Chapitre 2 : L’Enveloppe de Vide
Le tic-tac n’avait plus de source. Il ne naissait plus de la carcasse de chêne de l’horloge comtoise, ni des murs, ni même de l’air. Il s’était infiltré dans les os de la maison. Clac. Clac. Clac. Un rythme lourd, métronomique, qui forçait chaque battement de cœur de Marc jusqu’à le rendre douloureux. Il sentait son sang battre au diapason d’une horloge invisible.
Il glissa la main derrière le boîtier de l’horloge. Rien. Pas la moindre vibration.
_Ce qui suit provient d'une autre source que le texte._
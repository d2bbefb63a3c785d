
use df_thermo::{TermBase, TerminalNeighbour};
use log::debug;

use crate::decision::{Coord, Decision, DecisionRecord};
use crate::matrix::{Cell, DuplexMatrix};
use crate::scoring::DuplexAligner;

impl DuplexAligner<'_> {
    /// Allocate and seed the matrix: cell (0, 0) carries the bare
    /// initiation, the rest of row 0 and column 0 pick up a dangling
    /// end where the first pair matches. Bulge slots of seed cells stay
    /// null.
    pub fn initialise_duplex_matrix(&self) -> DuplexMatrix {
        let nrow = self.query.len();
        let ncol = self.ref_seq.len();
        let mut matrix = DuplexMatrix::new(nrow, ncol);
        matrix[(0, 0)] = self.first_cell();
        for col in 1..ncol {
            matrix[(0, col)] = self.seed_row_cell(col);
        }
        for row in 1..nrow {
            matrix[(row, 0)] = self.seed_col_cell(row);
        }
        matrix
    }

    fn seed_bind(&self, paired: bool, del_g: f64) -> DecisionRecord {
        if paired {
            DecisionRecord {
                del_g,
                previous: Decision::Stop,
                current: Decision::Match,
                top_loop_len: 0,
                bottom_loop_len: 0,
            }
        } else {
            // no initiation without a matched first pair
            DecisionRecord {
                del_g: 0.0,
                previous: Decision::Stop,
                current: Decision::Mismatch,
                top_loop_len: 1,
                bottom_loop_len: 1,
            }
        }
    }

    fn first_cell(&self) -> Cell {
        let paired = self.query[0].pairs_with(self.ref_seq[0]);
        let del_g = self.model.init_delg(self.ref_seq[0]);
        Cell {
            bind: self.seed_bind(paired, del_g),
            ..Cell::NULL
        }
    }

    /// A row-0 seed: the alignment starts at `ref[col]`, with
    /// `ref[col-1]` as a 5' dangling base on the top strand.
    fn seed_row_cell(&self, col: usize) -> Cell {
        let paired = self.query[0].pairs_with(self.ref_seq[col]);
        let window = TerminalNeighbour::new(
            self.ref_seq[col - 1].into(),
            self.ref_seq[col].into(),
            TermBase::Dot,
            self.query[0].into(),
        );
        let del_g = self.model.delg_dangling(window) + self.model.init_delg(self.ref_seq[col]);
        Cell {
            bind: self.seed_bind(paired, del_g),
            ..Cell::NULL
        }
    }

    /// A column-0 seed: the alignment starts at `query[row]`, with
    /// `query[row-1]` as a dangling base on the bottom strand.
    fn seed_col_cell(&self, row: usize) -> Cell {
        let paired = self.query[row].pairs_with(self.ref_seq[0]);
        let window = TerminalNeighbour::new(
            TermBase::Dot,
            self.ref_seq[0].into(),
            self.query[row - 1].into(),
            self.query[row].into(),
        );
        let del_g = self.model.delg_dangling(window) + self.model.init_delg(self.ref_seq[0]);
        Cell {
            bind: self.seed_bind(paired, del_g),
            ..Cell::NULL
        }
    }

    fn compute_entry(&self, matrix: &DuplexMatrix, row: usize, col: usize) -> Cell {
        Cell {
            bind: self.score_bind(matrix, row, col),
            top_bulge: self.score_top_bulge(matrix, row, col),
            bottom_bulge: self.score_bottom_bulge(matrix, row, col),
            stop: None,
        }
    }

    fn compute_last_entry(&self, matrix: &DuplexMatrix, row: usize, col: usize) -> Cell {
        Cell {
            bind: self.score_bind_terminal(matrix, row, col),
            top_bulge: self.score_top_bulge(matrix, row, col),
            bottom_bulge: self.score_bottom_bulge(matrix, row, col),
            stop: Some(self.score_stop(matrix, row, col)),
        }
    }

    /// Seed and fill the whole matrix. The row-major sweep satisfies
    /// every cell's dependencies (diagonal, left, up); cells on the
    /// last row or column take the terminal recurrences.
    pub fn complete_duplex_matrix(&self) -> DuplexMatrix {
        let mut matrix = self.initialise_duplex_matrix();
        for row in 1..matrix.nrow() {
            for col in 1..matrix.ncol() {
                let cell = if matrix.is_terminal(row, col) {
                    self.compute_last_entry(&matrix, row, col)
                } else {
                    self.compute_entry(&matrix, row, col)
                };
                matrix[(row, col)] = cell;
            }
        }
        matrix
    }

    /// The coordinate of the lowest free energy decision on the
    /// terminal boundary: the last column top to bottom, then the last
    /// row left to right. Among ties the bottom-rightmost wins; when
    /// nothing scores below zero the seed Stop coordinate stands.
    pub fn find_best_decision_coord(&self, matrix: &DuplexMatrix) -> Coord {
        let nrow = matrix.nrow();
        let ncol = matrix.ncol();
        let mut best = Coord::new(0, 0, Decision::Stop);
        let mut lowest = 0.0;
        let mut consider = |record: &DecisionRecord, row: usize, col: usize| {
            if record.del_g < 0.0 && record.del_g <= lowest {
                lowest = record.del_g;
                best = Coord::new(row, col, record.current);
            }
        };
        for row in 0..nrow - 1 {
            for record in matrix[(row, ncol - 1)].slots() {
                consider(record, row, ncol - 1);
            }
        }
        for col in 0..ncol {
            for record in matrix[(nrow - 1, col)].slots() {
                consider(record, nrow - 1, col);
            }
        }
        debug!("best decision {} at ({}, {}), delG = {:.1} cal/mol",
            best.decision, best.row, best.col, lowest);
        best
    }
}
Puis il inspecta le vieux mécanisme de cuivre qui brillait sous ses doigts, froid et indifférent. Maintenant, le son vibrait jusque dans ses dents, dans ses vertèbres.
— Marc, s’il te plaît… arrête ça.
La voix d’Hélène lui parvint de la cuisine, basse et rauque. Elle s’était enfin décidée à ramasser les éclats de verre et était maintenant agenouillée sur le carrelage, les mains tremblantes comme celles d’une accusée dans le box, suspendues au-dessus des débris sans oser les toucher.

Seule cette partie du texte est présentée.